Grey Goshawk in flight
Photo by Russell Jenkins, available at the Australian Bird Images Database: http://www.aviceda.org/abid/index.php
Seeing one Grey Goshawk Accipiter novaehollandiae in a week [http://www.birdingsouthburnett.blogspot.com.au/] is joy enough for the soul of most Queensland birders but to see three over the same weekend – and two of those as a pair- is rapture beyond reckoning! All the more as at the time we were not birding, simply enjoying a respite from a number of household and backyard chores that needed doing before the sun became too fierce to work in. We were sitting on the front verandah with a cuppa each.
It was the Noisy Miners Manorina melanocephala that first attracted our attention. The species has a number of alarm calls, one distinctly warning of the approach of a raptor. It becomes almost second nature to look up when the Miners alert you to the presence of some danger.

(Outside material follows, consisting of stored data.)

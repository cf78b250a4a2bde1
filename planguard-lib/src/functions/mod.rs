//! Built-in functions available to rule expressions
//!
//! Rule expressions can call a library of helper functions on top of the CEL
//! standard functions: queries over the scanned resources, static analysis of the
//! resource under evaluation, string/collection/number utilities, JSON and YAML
//! codecs, date arithmetic and CIDR calculations. `try` and `can` catch
//! evaluation errors and are installed alongside the table.
//!
//! # Implementation Model
//!
//! A [`FunctionTable`] maps function names to [`Callable`]s. A callable receives a
//! [`CallScope`] describing the resource under evaluation (if any) together with
//! the already-evaluated arguments, and returns a value or an error. The table
//! itself holds no per-resource state: the evaluator installs it into every
//! per-resource evaluation context, binding the scope at that point.
//!
//! Anything time-dependent reads the `now` fixed when the table was built, so a
//! single scan sees a single instant.

mod args;
mod cidr;
mod collections;
mod datetime;
mod encoding;
mod fallback;
mod matching;
mod numbers;
mod resources;
mod security;
mod strings;

use crate::Result;
use crate::index::ResourceIndex;
use crate::model::Resource;
use cel_interpreter::extractors::Arguments;
use cel_interpreter::{Context, ExecutionError, Value};
use chrono::{DateTime, Utc};
use core::fmt;
use ohno::app_err;
use std::collections::BTreeMap;
use std::sync::Arc;

pub use args::Args;

/// A built-in function implementation.
pub type Callable = Arc<dyn Fn(&CallScope<'_>, &[Value]) -> Result<Value> + Send + Sync>;

/// What a built-in function can see about the evaluation it was called from.
#[derive(Debug, Clone, Copy, Default)]
pub struct CallScope<'a> {
    resource: Option<&'a Resource>,
}

impl<'a> CallScope<'a> {
    #[must_use]
    pub const fn new(resource: Option<&'a Resource>) -> Self {
        Self { resource }
    }

    /// The resource under evaluation, or `None` outside of a per-resource scope.
    #[must_use]
    pub const fn resource(&self) -> Option<&'a Resource> {
        self.resource
    }
}

#[derive(Clone, Default)]
pub struct FunctionTable {
    functions: BTreeMap<String, Callable>,
}

impl FunctionTable {
    #[must_use]
    pub fn new() -> Self {
        Self::default()
    }

    /// The full function library, with resource queries answered from `index`.
    #[must_use]
    pub fn standard(index: Arc<ResourceIndex>, now: DateTime<Utc>) -> Self {
        let mut table = Self::new();

        resources::register(&mut table, &index);
        security::register(&mut table);
        matching::register(&mut table);
        strings::register(&mut table);
        collections::register(&mut table);
        numbers::register(&mut table);
        encoding::register(&mut table);
        datetime::register(&mut table, now);
        cidr::register(&mut table);

        table
    }

    /// Add a function, replacing any existing function of the same name.
    pub fn register<F>(&mut self, name: impl Into<String>, f: F)
    where
        F: Fn(&CallScope<'_>, &[Value]) -> Result<Value> + Send + Sync + 'static,
    {
        let _ = self.functions.insert(name.into(), Arc::new(f));
    }

    #[must_use]
    pub fn contains(&self, name: &str) -> bool {
        self.functions.contains_key(name)
    }

    pub fn names(&self) -> impl Iterator<Item = &str> {
        self.functions.keys().map(String::as_str)
    }

    /// Call a function directly.
    ///
    /// # Errors
    /// Returns an error if no function has this name or if the function fails
    pub fn call(&self, name: &str, scope: &CallScope<'_>, args: &[Value]) -> Result<Value> {
        let f = self.functions.get(name).ok_or_else(|| app_err!("undefined function '{name}'"))?;
        f(scope, args)
    }

    /// Register every function of this table into `context`, bound to `resource`,
    /// together with `try` and `can`.
    ///
    /// Failures inside a function surface as CEL execution errors naming the function.
    pub fn install(&self, context: &mut Context<'_>, resource: Option<&Arc<Resource>>) {
        for (name, callable) in &self.functions {
            let callable = Arc::clone(callable);
            let resource = resource.cloned();
            let function_name = name.clone();

            context.add_function(name.as_str(), move |Arguments(args): Arguments| -> core::result::Result<Value, ExecutionError> {
                let scope = CallScope::new(resource.as_deref());
                callable(&scope, args.as_slice()).map_err(|e| ExecutionError::function_error(&function_name, e.to_string()))
            });
        }

        fallback::install(context);
    }
}

impl fmt::Debug for FunctionTable {
    fn fmt(&self, f: &mut fmt::Formatter<'_>) -> fmt::Result {
        f.debug_set().entries(self.functions.keys()).finish()
    }
}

Fay spotted them first, pair of Grey Goshawks just beyond the roofline of our neighbour’s house. They dipped below our line of vision, reappeared momentarily as they flew towards the wooded area between our two properties, vanished from view again and then suddenly burst out into the open sky.
It was the briefest of glimpses. Rare views of any delightful bird are never long enough to satisfy the inner being of a birder but it was long enough to note the deeply veed wings as the pair cavorted around each other, dropped from view and reappeared, still in gracefully slow motion before going on their way beyond our line of sight.
We didn’t even have the binoculars at hand but then the pair had been close enough to fully appreciate with the naked eye.
It remains the gem of the 35 backyard species, including the Australian Owlet-nightjar Aegotheles cristatus of the evening, recorded that day.